Gania se rapprocha, par un brusque mouvement, de son interlocuteur.

— Assurément vous ne savez pas tout, dit-il, — et pourquoi donc, sans cela, me résignerais-je à tous ces ennuis ?

— Il me semble que de tels cas se produisent très-fréquemment : on se marie par intérêt, et l’argent reste entre les mains de la femme.

— N-non ; dans l’espèce, il n’en sera pas ainsi… Ici… ici il y a des circonstances… murmura Gania, devenu pensif et inquiet. — Mais, pour ce qui est de sa réponse, elle ne peut faire l’objet d’aucun doute, se hâta-t-il d’ajouter. — D’où concluez-vous qu’elle me refusera sa main ?

— Je ne sais rien, sinon ce que j’ai vu ; vous avez entendu aussi Barbara Ardalionovna dire tout à l’heure…

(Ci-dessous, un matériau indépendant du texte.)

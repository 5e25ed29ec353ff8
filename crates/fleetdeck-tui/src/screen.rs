//! Screen identifiers and the screen contract.
//!
//! Screens own their data and cursor state and describe their content as
//! scene panels. They never talk to the terminal, and their refresh jobs
//! never borrow them, so a screen can be unmounted while a load is still
//! running.

use std::fmt;
use std::str::FromStr;

use futures_util::future::BoxFuture;
use serde::Serialize;

use fleetdeck_core::types::{Device, Incident, OperationKind, Space, Ticket};

use crate::dispatch::{ArrowDirection, ArrowResult};
use crate::error::TuiError;
use crate::input::InputEvent;
use crate::loader::{LoadOutcome, OutcomeSummary};
use crate::runtime::RefreshPayload;
use crate::scene::{RenderError, ScenePanel};
use crate::session::SessionContext;

/// Available screens, in tab order.
#[derive(Debug, Clone, Copy, PartialEq, Eq, Hash, Default, Serialize)]
#[serde(rename_all = "lowercase")]
pub enum ScreenId {
    /// Fleet summary across devices, incidents and tickets
    #[default]
    Dashboard,
    /// Device table with detail pane and remote operations
    Devices,
    /// Space hierarchy with device drill-down
    Spaces,
    /// Open and recent incidents
    Incidents,
    /// Support tickets
    Tickets,
}

impl ScreenId {
    /// All screens in display order (for Tab cycling).
    pub const ALL: [ScreenId; 5] = [
        ScreenId::Dashboard,
        ScreenId::Devices,
        ScreenId::Spaces,
        ScreenId::Incidents,
        ScreenId::Tickets,
    ];

    pub fn hotkey(&self) -> char {
        match self {
            ScreenId::Dashboard => '1',
            ScreenId::Devices => '2',
            ScreenId::Spaces => '3',
            ScreenId::Incidents => '4',
            ScreenId::Tickets => '5',
        }
    }

    pub fn title(&self) -> &'static str {
        match self {
            ScreenId::Dashboard => "Dashboard",
            ScreenId::Devices => "Devices",
            ScreenId::Spaces => "Spaces",
            ScreenId::Incidents => "Incidents",
            ScreenId::Tickets => "Tickets",
        }
    }

    pub fn as_str(&self) -> &'static str {
        match self {
            ScreenId::Dashboard => "dashboard",
            ScreenId::Devices => "devices",
            ScreenId::Spaces => "spaces",
            ScreenId::Incidents => "incidents",
            ScreenId::Tickets => "tickets",
        }
    }

    /// Tab bar label, e.g. "[2] Devices".
    pub fn hotkey_hint(&self) -> String {
        format!("[{}] {}", self.hotkey(), self.title())
    }

    pub fn index(&self) -> usize {
        Self::ALL.iter().position(|s| s == self).unwrap_or(0)
    }

    pub fn next(&self) -> ScreenId {
        Self::ALL[(self.index() + 1) % Self::ALL.len()]
    }

    pub fn prev(&self) -> ScreenId {
        let idx = self.index();
        if idx == 0 {
            Self::ALL[Self::ALL.len() - 1]
        } else {
            Self::ALL[idx - 1]
        }
    }

    pub fn from_hotkey(key: char) -> Option<ScreenId> {
        Self::ALL.into_iter().find(|s| s.hotkey() == key)
    }
}

impl fmt::Display for ScreenId {
    fn fmt(&self, f: &mut fmt::Formatter<'_>) -> fmt::Result {
        f.write_str(self.title())
    }
}

impl FromStr for ScreenId {
    type Err = TuiError;

    fn from_str(s: &str) -> Result<Self, Self::Err> {
        let wanted = s.trim().to_ascii_lowercase();
        Self::ALL
            .into_iter()
            .find(|id| id.as_str() == wanted || (wanted.len() == 1 && wanted.starts_with(id.hotkey())))
            .ok_or_else(|| TuiError::UnknownScreen(s.to_string()))
    }
}

/// Everything the dashboard loads in one refresh.
#[derive(Debug, Clone)]
pub struct DashboardData {
    pub devices: LoadOutcome<Vec<Device>>,
    pub incidents: LoadOutcome<Vec<Incident>>,
    pub tickets: LoadOutcome<Vec<Ticket>>,
}

impl DashboardData {
    pub fn summary(&self) -> OutcomeSummary {
        OutcomeSummary::aggregate([
            &self.devices.summary(),
            &self.incidents.summary(),
            &self.tickets.summary(),
        ])
    }
}

/// Result of a screen's refresh job or drill-down load.
#[derive(Debug, Clone)]
pub enum ScreenData {
    Dashboard(Box<DashboardData>),
    Devices(LoadOutcome<Vec<Device>>),
    Spaces(LoadOutcome<Vec<Space>>),
    SpaceDevices {
        space_id: String,
        outcome: LoadOutcome<Vec<Device>>,
    },
    Incidents(LoadOutcome<Vec<Incident>>),
    Tickets(LoadOutcome<Vec<Ticket>>),
}

impl ScreenData {
    /// Connection status of the payload.
    pub fn summary(&self) -> OutcomeSummary {
        match self {
            ScreenData::Dashboard(data) => data.summary(),
            ScreenData::Devices(o) => o.summary(),
            ScreenData::Spaces(o) => o.summary(),
            ScreenData::SpaceDevices { outcome, .. } => outcome.summary(),
            ScreenData::Incidents(o) => o.summary(),
            ScreenData::Tickets(o) => o.summary(),
        }
    }

    pub fn kind(&self) -> &'static str {
        match self {
            ScreenData::Dashboard(_) => "dashboard",
            ScreenData::Devices(_) => "devices",
            ScreenData::Spaces(_) => "spaces",
            ScreenData::SpaceDevices { .. } => "space_devices",
            ScreenData::Incidents(_) => "incidents",
            ScreenData::Tickets(_) => "tickets",
        }
    }
}

impl RefreshPayload for ScreenData {
    fn refresh_error(&self) -> Option<String> {
        self.summary().error.map(|e| e.to_string())
    }
}

/// A remote operation on one device.
#[derive(Debug, Clone, PartialEq, Eq)]
pub struct DeviceAction {
    pub device_id: String,
    pub device_name: String,
    pub operation: OperationKind,
}

/// Work a screen asks the session to do after handling input.
#[derive(Debug, Clone, PartialEq, Eq)]
pub enum ScreenCommand {
    /// Refresh this screen
    Refresh,
    /// Load the devices of a space (drill-down)
    LoadSpaceDevices(String),
    /// Ask for typed confirmation, then run the action
    Confirm {
        title: String,
        prompt: String,
        token: String,
        action: DeviceAction,
    },
    /// Run a non-destructive action right away
    Invoke(DeviceAction),
}

/// Contract every screen implements.
pub trait Screen: Send {
    fn id(&self) -> ScreenId;

    fn title(&self) -> String {
        self.id().title().to_string()
    }

    /// Called when the screen becomes active.
    fn mount(&mut self) {}

    /// Called when the screen stops being active.
    fn unmount(&mut self) {}

    /// Called after mount, once the screen has keyboard focus.
    fn focus(&mut self) {}

    /// Future that loads this screen's data. Must not borrow the screen.
    fn refresh_job(&self, ctx: &SessionContext) -> BoxFuture<'static, ScreenData>;

    /// Take loaded data.
    fn apply(&mut self, data: ScreenData);

    /// Focusable panes, in arrow order.
    fn available_panes(&self) -> &'static [&'static str] {
        &[]
    }

    fn active_pane(&self) -> Option<&'static str> {
        None
    }

    fn has_arrow_handler(&self) -> bool {
        false
    }

    fn handle_arrow(&mut self, _direction: ArrowDirection) -> ArrowResult {
        ArrowResult::Unhandled
    }

    /// Whether plain Left/Right belong to the screen right now.
    fn claims_horizontal_arrows(&self) -> bool {
        false
    }

    fn has_key_handler(&self) -> bool {
        false
    }

    /// Returns true when the key was consumed.
    fn handle_key(&mut self, _event: &InputEvent) -> bool {
        false
    }

    /// Commands produced by the last input.
    fn take_commands(&mut self) -> Vec<ScreenCommand> {
        Vec::new()
    }

    /// Connection status of the data on screen.
    fn connection(&self) -> OutcomeSummary;

    /// One-line status for the header.
    fn status_line(&self) -> String {
        self.connection().status_text()
    }

    fn scene(&self) -> Result<Vec<ScenePanel>, RenderError>;

    /// Plain lines shown when rich rendering keeps failing. Must not depend
    /// on anything that can make [`Screen::scene`] fail.
    fn fallback_lines(&self) -> Vec<String>;

    /// Keys shown in the footer.
    fn key_hints(&self) -> &'static str {
        ""
    }
}

/// Create the screen for `id`.
pub fn create(id: ScreenId) -> Box<dyn Screen> {
    use crate::screens::{DashboardScreen, DevicesScreen, IncidentsScreen, SpacesScreen, TicketsScreen};
    match id {
        ScreenId::Dashboard => Box::new(DashboardScreen::default()),
        ScreenId::Devices => Box::new(DevicesScreen::default()),
        ScreenId::Spaces => Box::new(SpacesScreen::default()),
        ScreenId::Incidents => Box::new(IncidentsScreen::default()),
        ScreenId::Tickets => Box::new(TicketsScreen::default()),
    }
}
//! Integration tests for the interactive session without a terminal.
//!
//! The input controller is wired to a [`SessionHandle`] the same way the
//! terminal loop wires it, and keys are fed in directly.

use std::sync::Arc;
use std::time::Duration;

use crossterm::event::KeyCode;
use fleetdeck_api::{Resource, ScriptedFleetApi};
use fleetdeck_core::TuiConfig;
use fleetdeck_tui::{
    InputController, InputEvent, ScreenId, SessionContext, SessionExit, SessionHandle, input,
};

fn session(api: Arc<ScriptedFleetApi>) -> (SessionHandle, InputController<InputEvent>) {
    let ctx = SessionContext::new(api, Some("acme".into()), TuiConfig::default());
    let handle = SessionHandle::new(ctx, ScreenId::Dashboard);
    let on_input = handle.clone();
    let on_error = handle.clone();
    let controller = InputController::new(
        8,
        move |event: InputEvent| {
            let handle = on_input.clone();
            async move { handle.handle_input(event).await }
        },
        input::is_critical,
        move |err: anyhow::Error| on_error.report_error(&format!("{err:#}")),
    );
    (handle, controller)
}

async fn wait_for_exit(handle: &SessionHandle) -> SessionExit {
    tokio::time::timeout(Duration::from_secs(2), handle.wait_for_exit())
        .await
        .expect("session did not exit")
}

#[tokio::test]
async fn test_hotkeys_switch_screens_in_order() {
    let api = Arc::new(ScriptedFleetApi::demo());
    let (handle, controller) = session(api);

    for c in ['2', '3', '4'] {
        controller.dispatch(InputEvent::char(c));
    }
    controller.wait_idle().await;
    assert_eq!(handle.active_screen(), ScreenId::Incidents);

    controller.dispatch(InputEvent::key(KeyCode::Tab));
    controller.wait_idle().await;
    assert_eq!(handle.active_screen(), ScreenId::Tickets);
}

#[tokio::test]
async fn test_quit_key_ends_session() {
    let api = Arc::new(ScriptedFleetApi::demo());
    let (handle, controller) = session(api);

    controller.dispatch(InputEvent::char('q'));
    assert_eq!(wait_for_exit(&handle).await, SessionExit::Quit);
}

#[tokio::test]
async fn test_ctrl_c_interrupts_through_help_modal() {
    let api = Arc::new(ScriptedFleetApi::demo());
    let (handle, controller) = session(api);

    controller.dispatch(InputEvent::char('?'));
    controller.wait_idle().await;
    assert!(handle.modal().is_some());

    controller.dispatch(InputEvent::ctrl('c'));
    assert_eq!(wait_for_exit(&handle).await, SessionExit::Interrupted);
}

#[tokio::test]
async fn test_manual_refresh_loads_mounted_screen() {
    let api = Arc::new(ScriptedFleetApi::demo());
    let (handle, controller) = session(api.clone());

    controller.dispatch(InputEvent::char('2'));
    controller.wait_idle().await;
    controller.dispatch(InputEvent::char('r'));
    controller.wait_idle().await;

    for _ in 0..100 {
        if api.calls(Resource::Devices) >= 2 && !handle.is_refreshing() {
            break;
        }
        tokio::time::sleep(Duration::from_millis(10)).await;
    }
    assert!(api.calls(Resource::Devices) >= 1);
    let view = handle.view(0);
    assert_eq!(view.active, ScreenId::Devices);
    assert!(!view.fallback);
}
//! Device table with a detail pane and remote operations.
//!
//! Keys: `/` filters by name or id, `b` reboots the selected device (typed
//! confirmation), `l` asks it to identify itself. Shift+Left/Right move
//! between the table and detail panes.

use crossterm::event::KeyCode;
use futures_util::FutureExt;
use futures_util::future::BoxFuture;

use fleetdeck_core::types::{Device, OperationKind};

use crate::dispatch::{ArrowDirection, ArrowResult};
use crate::input::InputEvent;
use crate::loader::{LoadOutcome, OutcomeSummary};
use crate::scene::{RenderError, ScenePanel};
use crate::screen::{DeviceAction, Screen, ScreenCommand, ScreenData, ScreenId};
use crate::selection::{ListSelection, SelectionOrigin};
use crate::session::SessionContext;

use super::{DEVICE_COLUMNS, device_fallback_lines, device_row, ensure_ids, fetch_list, loading_lines};

const PANES: &[&str] = &["devices", "detail"];

#[derive(Debug, Clone, Copy, PartialEq, Eq, Default)]
enum Pane {
    #[default]
    Table,
    Detail,
}

/// Filter text being edited, with a character cursor.
#[derive(Debug, Default)]
struct FilterEdit {
    cursor: usize,
}

#[derive(Debug)]
pub struct DevicesScreen {
    outcome: LoadOutcome<Vec<Device>>,
    loaded: bool,
    selection: ListSelection,
    pane: Pane,
    filter: String,
    editing: Option<FilterEdit>,
    commands: Vec<ScreenCommand>,
}

impl Default for DevicesScreen {
    fn default() -> Self {
        Self {
            outcome: LoadOutcome::pending(Vec::new()),
            loaded: false,
            selection: ListSelection::default(),
            pane: Pane::Table,
            filter: String::new(),
            editing: None,
            commands: Vec::new(),
        }
    }
}

impl DevicesScreen {
    fn visible(&self) -> Vec<&Device> {
        let needle = self.filter.to_lowercase();
        self.outcome
            .data
            .iter()
            .filter(|d| {
                needle.is_empty()
                    || d.name.to_lowercase().contains(&needle)
                    || d.id.to_lowercase().contains(&needle)
            })
            .collect()
    }

    fn selected(&self) -> Option<&Device> {
        let index = self.selection.index()?;
        self.visible().get(index).copied()
    }

    fn sync_selection(&mut self) {
        let len = self.visible().len();
        self.selection.set_len(len);
    }

    fn action_for(&self, operation: OperationKind) -> Option<DeviceAction> {
        self.selected().map(|d| DeviceAction {
            device_id: d.id.clone(),
            device_name: d.name.clone(),
            operation,
        })
    }

    fn handle_filter_key(&mut self, event: &InputEvent) -> bool {
        let Some(edit) = self.editing.as_mut() else {
            return false;
        };
        match event.code() {
            KeyCode::Esc | KeyCode::Enter => {
                self.editing = None;
            }
            KeyCode::Backspace => {
                if edit.cursor > 0 {
                    let at = byte_offset(&self.filter, edit.cursor - 1);
                    self.filter.remove(at);
                    edit.cursor -= 1;
                }
                self.sync_selection();
            }
            _ => match event.character() {
                Some(c) => {
                    let at = byte_offset(&self.filter, edit.cursor);
                    self.filter.insert(at, c);
                    edit.cursor += 1;
                    self.sync_selection();
                }
                None => return false,
            },
        }
        true
    }

    fn filter_arrow(&mut self, direction: ArrowDirection) -> ArrowResult {
        let len = self.filter.chars().count();
        let Some(edit) = self.editing.as_mut() else {
            return ArrowResult::Unhandled;
        };
        match direction {
            ArrowDirection::Left if edit.cursor > 0 => {
                edit.cursor -= 1;
                ArrowResult::Handled
            }
            ArrowDirection::Right if edit.cursor < len => {
                edit.cursor += 1;
                ArrowResult::Handled
            }
            ArrowDirection::Left | ArrowDirection::Right => ArrowResult::Boundary,
            ArrowDirection::Up | ArrowDirection::Down => ArrowResult::Unhandled,
        }
    }

    fn detail_lines(device: &Device) -> Vec<String> {
        vec![
            format!("ID:        {}", device.id),
            format!("Name:      {}", device.name),
            format!("Status:    {} {}", device.status.indicator(), device.status),
            format!("Space:     {}", device.space_id.as_deref().unwrap_or("-")),
            format!("Model:     {}", device.model.as_deref().unwrap_or("-")),
            format!(
                "Last seen: {}",
                device
                    .last_seen
                    .map(|t| t.format("%Y-%m-%d %H:%M UTC").to_string())
                    .unwrap_or_else(|| "-".to_string())
            ),
        ]
    }
}

fn byte_offset(s: &str, char_index: usize) -> usize {
    s.char_indices()
        .nth(char_index)
        .map(|(i, _)| i)
        .unwrap_or(s.len())
}

impl Screen for DevicesScreen {
    fn id(&self) -> ScreenId {
        ScreenId::Devices
    }

    fn unmount(&mut self) {
        self.editing = None;
    }

    fn focus(&mut self) {
        self.pane = Pane::Table;
    }

    fn refresh_job(&self, ctx: &SessionContext) -> BoxFuture<'static, ScreenData> {
        fetch_list(ctx, "devices", |api, tenant| async move {
            api.list_devices(&tenant).await
        })
        .map(ScreenData::Devices)
        .boxed()
    }

    fn apply(&mut self, data: ScreenData) {
        if let ScreenData::Devices(outcome) = data {
            let previous = self.selected().map(|d| d.id.clone());
            self.outcome = outcome;
            self.loaded = true;
            self.sync_selection();
            // Keep the cursor on the same device across refreshes.
            let index = previous.and_then(|id| self.visible().iter().position(|d| d.id == id));
            if let Some(index) = index {
                self.selection.select(index, SelectionOrigin::Programmatic);
            }
        }
    }

    fn available_panes(&self) -> &'static [&'static str] {
        PANES
    }

    fn active_pane(&self) -> Option<&'static str> {
        Some(match self.pane {
            Pane::Table => PANES[0],
            Pane::Detail => PANES[1],
        })
    }

    fn has_arrow_handler(&self) -> bool {
        true
    }

    fn handle_arrow(&mut self, direction: ArrowDirection) -> ArrowResult {
        if self.editing.is_some() && direction.is_horizontal() {
            return self.filter_arrow(direction);
        }
        match (direction, self.pane) {
            (ArrowDirection::Up, Pane::Table) => self
                .selection
                .move_by(-1, SelectionOrigin::User)
                .map_or(ArrowResult::Boundary, |_| ArrowResult::Handled),
            (ArrowDirection::Down, Pane::Table) => self
                .selection
                .move_by(1, SelectionOrigin::User)
                .map_or(ArrowResult::Boundary, |_| ArrowResult::Handled),
            (ArrowDirection::Up | ArrowDirection::Down, Pane::Detail) => ArrowResult::Unhandled,
            (ArrowDirection::Right, Pane::Table) => {
                self.pane = Pane::Detail;
                ArrowResult::Handled
            }
            (ArrowDirection::Left, Pane::Detail) => {
                self.pane = Pane::Table;
                ArrowResult::Handled
            }
            (ArrowDirection::Left, Pane::Table) | (ArrowDirection::Right, Pane::Detail) => {
                ArrowResult::Boundary
            }
        }
    }

    fn claims_horizontal_arrows(&self) -> bool {
        self.editing.is_some()
    }

    fn has_key_handler(&self) -> bool {
        true
    }

    fn handle_key(&mut self, event: &InputEvent) -> bool {
        if self.editing.is_some() {
            return self.handle_filter_key(event);
        }
        match event.character() {
            Some('/') => {
                self.editing = Some(FilterEdit {
                    cursor: self.filter.chars().count(),
                });
                true
            }
            Some('b') => {
                if let Some(action) = self.action_for(OperationKind::Reboot) {
                    self.commands.push(ScreenCommand::Confirm {
                        title: "Reboot device".to_string(),
                        prompt: format!(
                            "Rebooting {} ({}) interrupts it. Type the device name to confirm.",
                            action.device_name, action.device_id
                        ),
                        token: action.device_name.clone(),
                        action,
                    });
                }
                true
            }
            Some('l') => {
                if let Some(action) = self.action_for(OperationKind::Locate) {
                    self.commands.push(ScreenCommand::Invoke(action));
                }
                true
            }
            _ if event.code() == KeyCode::Esc && !self.filter.is_empty() => {
                self.filter.clear();
                self.sync_selection();
                true
            }
            _ => false,
        }
    }

    fn take_commands(&mut self) -> Vec<ScreenCommand> {
        std::mem::take(&mut self.commands)
    }

    fn connection(&self) -> OutcomeSummary {
        self.outcome.summary()
    }

    fn status_line(&self) -> String {
        let mut line = self.outcome.summary().status_text();
        if !self.filter.is_empty() {
            line.push_str(&format!(" | filter: {}", self.filter));
        }
        line
    }

    fn scene(&self) -> Result<Vec<ScenePanel>, RenderError> {
        if !self.loaded {
            return Ok(vec![ScenePanel::text("devices", "Devices", loading_lines("devices"))]);
        }
        let visible = self.visible();
        ensure_ids("device", visible.iter().map(|d| d.id.as_str()))?;

        let title = match (&self.editing, self.filter.is_empty()) {
            (Some(_), _) => format!("Devices (filter: {}_)", self.filter),
            (None, false) => format!("Devices (filter: {})", self.filter),
            (None, true) => "Devices".to_string(),
        };
        let table = ScenePanel::table(
            "devices",
            title,
            DEVICE_COLUMNS,
            visible.iter().map(|d| device_row(d)).collect(),
            self.selection.index(),
        )
        .with_status(self.outcome.summary().status_text())
        .focused(self.pane == Pane::Table);

        let detail = match self.selected() {
            Some(device) => Self::detail_lines(device),
            None => vec!["No device selected".to_string()],
        };
        let detail = ScenePanel::text("detail", "Detail", detail).focused(self.pane == Pane::Detail);

        Ok(vec![table, detail])
    }

    fn fallback_lines(&self) -> Vec<String> {
        device_fallback_lines(&self.outcome.data)
    }

    fn key_hints(&self) -> &'static str {
        if self.editing.is_some() {
            "type to filter  Enter/Esc done"
        } else {
            "/ filter  b reboot  l locate  Shift+←/→ panes"
        }
    }
}

#[cfg(test)]
mod tests {
    use crossterm::event::KeyModifiers;

    use fleetdeck_core::types::DeviceStatus;

    use crate::connectivity::ConnectionState;
    use crate::loader::RetryState;

    use super::*;

    fn device(id: &str, name: &str) -> Device {
        Device {
            id: id.into(),
            name: name.into(),
            status: DeviceStatus::Online,
            space_id: None,
            model: None,
            last_seen: None,
        }
    }

    fn loaded(devices: Vec<Device>) -> DevicesScreen {
        let mut screen = DevicesScreen::default();
        screen.apply(ScreenData::Devices(LoadOutcome {
            data: devices,
            state: ConnectionState::Connected,
            error: None,
            retry: RetryState { attempts: 1, retried: false },
        }));
        screen
    }

    #[test]
    fn test_vertical_navigation_reports_boundary() {
        let mut screen = loaded(vec![device("d1", "a"), device("d2", "b")]);
        assert_eq!(screen.handle_arrow(ArrowDirection::Up), ArrowResult::Boundary);
        assert_eq!(screen.handle_arrow(ArrowDirection::Down), ArrowResult::Handled);
        assert_eq!(screen.handle_arrow(ArrowDirection::Down), ArrowResult::Boundary);
        assert_eq!(screen.selected().map(|d| d.id.as_str()), Some("d2"));
    }

    #[test]
    fn test_pane_navigation() {
        let mut screen = loaded(vec![device("d1", "a")]);
        assert_eq!(screen.active_pane(), Some("devices"));
        assert_eq!(screen.handle_arrow(ArrowDirection::Left), ArrowResult::Boundary);
        assert_eq!(screen.handle_arrow(ArrowDirection::Right), ArrowResult::Handled);
        assert_eq!(screen.active_pane(), Some("detail"));
        assert_eq!(screen.handle_arrow(ArrowDirection::Right), ArrowResult::Boundary);
    }

    #[test]
    fn test_reboot_requests_confirmation_with_name() {
        let mut screen = loaded(vec![device("d1", "lobby-display")]);
        assert!(screen.handle_key(&InputEvent::char('b')));
        let commands = screen.take_commands();
        match commands.as_slice() {
            [ScreenCommand::Confirm { token, action, .. }] => {
                assert_eq!(token, "lobby-display");
                assert_eq!(action.operation, OperationKind::Reboot);
            }
            other => panic!("unexpected commands {other:?}"),
        }
        assert!(screen.take_commands().is_empty());
    }

    #[test]
    fn test_filter_editing_claims_horizontal_arrows() {
        let mut screen = loaded(vec![device("d1", "lobby"), device("d2", "dock")]);
        assert!(!screen.claims_horizontal_arrows());
        assert!(screen.handle_key(&InputEvent::char('/')));
        assert!(screen.claims_horizontal_arrows());

        for c in "dok".chars() {
            screen.handle_key(&InputEvent::char(c));
        }
        assert_eq!(screen.handle_arrow(ArrowDirection::Left), ArrowResult::Handled);
        screen.handle_key(&InputEvent::char('c'));
        assert_eq!(screen.filter, "dock");
        assert_eq!(screen.handle_arrow(ArrowDirection::Right), ArrowResult::Handled);
        assert_eq!(screen.handle_arrow(ArrowDirection::Right), ArrowResult::Boundary);

        screen.handle_key(&InputEvent::key(KeyCode::Enter));
        assert!(!screen.claims_horizontal_arrows());
        assert_eq!(screen.visible().len(), 1);
        assert_eq!(screen.selected().map(|d| d.id.as_str()), Some("d2"));

        // Esc outside editing clears the filter.
        assert!(screen.handle_key(&InputEvent::key(KeyCode::Esc)));
        assert_eq!(screen.visible().len(), 2);
    }

    #[test]
    fn test_unknown_keys_not_consumed() {
        let mut screen = loaded(vec![device("d1", "a")]);
        assert!(!screen.handle_key(&InputEvent::char('q')));
        assert!(!screen.handle_key(&InputEvent::with_modifiers(
            KeyCode::Char('r'),
            KeyModifiers::CONTROL
        )));
    }

    #[test]
    fn test_selection_survives_refresh() {
        let mut screen = loaded(vec![device("d1", "a"), device("d2", "b")]);
        screen.handle_arrow(ArrowDirection::Down);
        screen.apply(ScreenData::Devices(LoadOutcome {
            data: vec![device("d0", "z"), device("d1", "a"), device("d2", "b")],
            state: ConnectionState::Connected,
            error: None,
            retry: RetryState::default(),
        }));
        assert_eq!(screen.selected().map(|d| d.id.as_str()), Some("d2"));
    }
}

— Eh ! ses paroles n’ont pas d’importance, elle ne sait que dire. Mais, quant à Rogojine, Nastasia Philippovna s’est moquée de lui, soyez-en sûr, je m’en suis bien aperçu. Cela était évident. Tantôt j’ai eu un peu peur, mais à présent je vois ce qui en est. Peut-être aussi m’objecterez-vous sa manière d’être avec ma mère, avec mon père et avec Varia ?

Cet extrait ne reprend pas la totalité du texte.